Your goal
Where does the word "BufReader" occur in the data below? Copy each line that holds it.
**** Material shown ****
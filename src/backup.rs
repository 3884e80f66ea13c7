//! Keep the previous version of a file that is about to be replaced
//!
//! Supports:
//! - backup = true: rename the old file before the new one is moved in
//! - backup_dir: store backups in a specified directory
//! - backup_suffix: backup suffix (default: .zs-old)

use crate::config::Config;
use crate::error::{Error, Result};
use std::ffi::OsString;
use std::fs;
use std::path::{Path, PathBuf};

/// Move an existing `target` out of the way before it is replaced.
///
/// Returns the backup path, or `None` if backups are disabled or there was
/// nothing to back up. A previous backup at the same path is overwritten.
pub fn move_aside(target: &Path, config: &Config) -> Result<Option<PathBuf>> {
    if !config.backup || !target.exists() {
        return Ok(None);
    }

    let backup_path = compute_backup_path(target, config);

    if let Some(parent) = backup_path.parent() {
        if !parent.as_os_str().is_empty() {
            fs::create_dir_all(parent).map_err(|e| Error::io("creating backup directory", e))?;
        }
    }

    match fs::remove_file(&backup_path) {
        Ok(()) => {}
        Err(e) if e.kind() == std::io::ErrorKind::NotFound => {}
        Err(e) => return Err(Error::io("removing previous backup", e)),
    }

    fs::rename(target, &backup_path).map_err(|e| {
        Error::io(
            format!("renaming {} to {}", target.display(), backup_path.display()),
            e,
        )
    })?;

    tracing::debug!(
        original = %target.display(),
        backup = %backup_path.display(),
        "Moved previous version aside"
    );

    Ok(Some(backup_path))
}

/// Compute the backup path for a file
pub fn compute_backup_path(path: &Path, config: &Config) -> PathBuf {
    let mut name: OsString = path
        .file_name()
        .map(|n| n.to_os_string())
        .unwrap_or_default();
    name.push(&config.backup_suffix);

    match &config.backup_dir {
        // Put backup in the backup directory under the same file name
        Some(backup_dir) => backup_dir.join(name),
        // Put backup alongside original file with suffix
        None => path.with_file_name(name),
    }
}
//! blockfetch - rolling-checksum delta file synchronization
//!
//! Given a recipe describing a target file block by block, this library finds
//! the blocks that already exist somewhere in a local file, fetches only the
//! missing byte ranges (over HTTP or from another local copy), reassembles the
//! target and verifies it against the recipe's whole-file digest.

pub mod backup;
pub mod cancel;
pub mod checksum;
pub mod cli;
pub mod config;
pub mod delta;
pub mod error;
pub mod format;
pub mod local;
pub mod progress;
pub mod recipe;
pub mod retry;
pub mod source;
pub mod sync;
pub mod uri;

pub use cancel::CancelFlag;
pub use config::Config;
pub use delta::{BlockMap, BlockSlot, DataRange};
pub use error::{Error, Phase, Result};
pub use recipe::{ChecksumRecord, Recipe};
pub use source::{FetchedRange, RangeSource};
pub use sync::{CompletionReport, SyncEngine};
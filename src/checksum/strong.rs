//! Strong checksums: truncated MD4 per block, SHA-1 over the whole file

use crate::error::{Error, Result};
use digest::Digest;
use md4::Md4;
use sha1::Sha1;
use std::fs::File;
use std::io::{BufReader, Read};
use std::path::Path;

/// Longest per-block strong sum a recipe may carry (full MD4 output)
pub const MAX_STRONG_WIDTH: usize = 16;

/// Length of the whole-file SHA-1 digest
pub const FILE_DIGEST_LEN: usize = 20;

/// Whole-file digest
pub type FileDigest = [u8; FILE_DIGEST_LEN];

/// MD4 of a block, truncated to `width` bytes
pub fn block_sum(block: &[u8], width: usize) -> Vec<u8> {
    let digest = Md4::digest(block);
    digest[..width.min(MAX_STRONG_WIDTH)].to_vec()
}

/// MD4 of a block that is shorter than `block_size`, zero-padded to full size
pub fn padded_block_sum(block: &[u8], block_size: usize, width: usize) -> Vec<u8> {
    if block.len() >= block_size {
        return block_sum(block, width);
    }
    let mut hasher = Md4::new();
    hasher.update(block);
    hasher.update(vec![0u8; block_size - block.len()]);
    hasher.finalize()[..width.min(MAX_STRONG_WIDTH)].to_vec()
}

/// Incremental whole-file digest
#[derive(Default, Clone)]
pub struct FileHasher {
    inner: Sha1,
}

impl FileHasher {
    /// Start a new digest
    pub fn new() -> Self {
        Self::default()
    }

    /// Feed more bytes
    pub fn update(&mut self, data: &[u8]) {
        self.inner.update(data);
    }

    /// Finish and return the digest
    pub fn finalize(self) -> FileDigest {
        self.inner.finalize().into()
    }
}

/// Digest of an in-memory buffer
pub fn digest_bytes(data: &[u8]) -> FileDigest {
    Sha1::digest(data).into()
}

/// Stream a file through SHA-1
pub fn digest_file(path: &Path) -> Result<FileDigest> {
    let file = File::open(path).map_err(|e| Error::io("opening file for digest", e))?;
    let mut reader = BufReader::with_capacity(1 << 20, file);
    let mut hasher = FileHasher::new();
    let mut buf = vec![0u8; 1 << 16];

    loop {
        let n = reader
            .read(&mut buf)
            .map_err(|e| Error::io("reading file for digest", e))?;
        if n == 0 {
            break;
        }
        hasher.update(&buf[..n]);
    }

    Ok(hasher.finalize())
}

#[cfg(test)]
mod tests {
    use super::*;
    use std::io::Write;
    use tempfile::NamedTempFile;

    #[test]
    fn test_md4_known_vector() {
        // RFC 1320: MD4("abc")
        let sum = block_sum(b"abc", 16);
        assert_eq!(hex::encode(sum), "a448017aaf21d8525fc10ae87aa6729d");
    }

    #[test]
    fn test_block_sum_truncates() {
        assert_eq!(block_sum(b"abc", 3), vec![0xa4, 0x48, 0x01]);
    }

    #[test]
    fn test_padded_block_sum() {
        let padded = padded_block_sum(b"ab", 4, 8);
        assert_eq!(padded, block_sum(b"ab\0\0", 8));
    }

    #[test]
    fn test_sha1_known_vector() {
        assert_eq!(
            hex::encode(digest_bytes(b"abc")),
            "a9993e364706816aba3e25717850c26c9cd0d89d"
        );
    }

    #[test]
    fn test_digest_file_is_stable() {
        let mut file = NamedTempFile::new().unwrap();
        file.write_all(&vec![7u8; 300_000]).unwrap();

        let first = digest_file(file.path()).unwrap();
        let second = digest_file(file.path()).unwrap();
        assert_eq!(first, second);
        assert_eq!(first, digest_bytes(&vec![7u8; 300_000]));
    }
}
****
Answer to the problem
use std::io::{BufReader, Read};
    let mut reader = BufReader::with_capacity(1 << 20, file);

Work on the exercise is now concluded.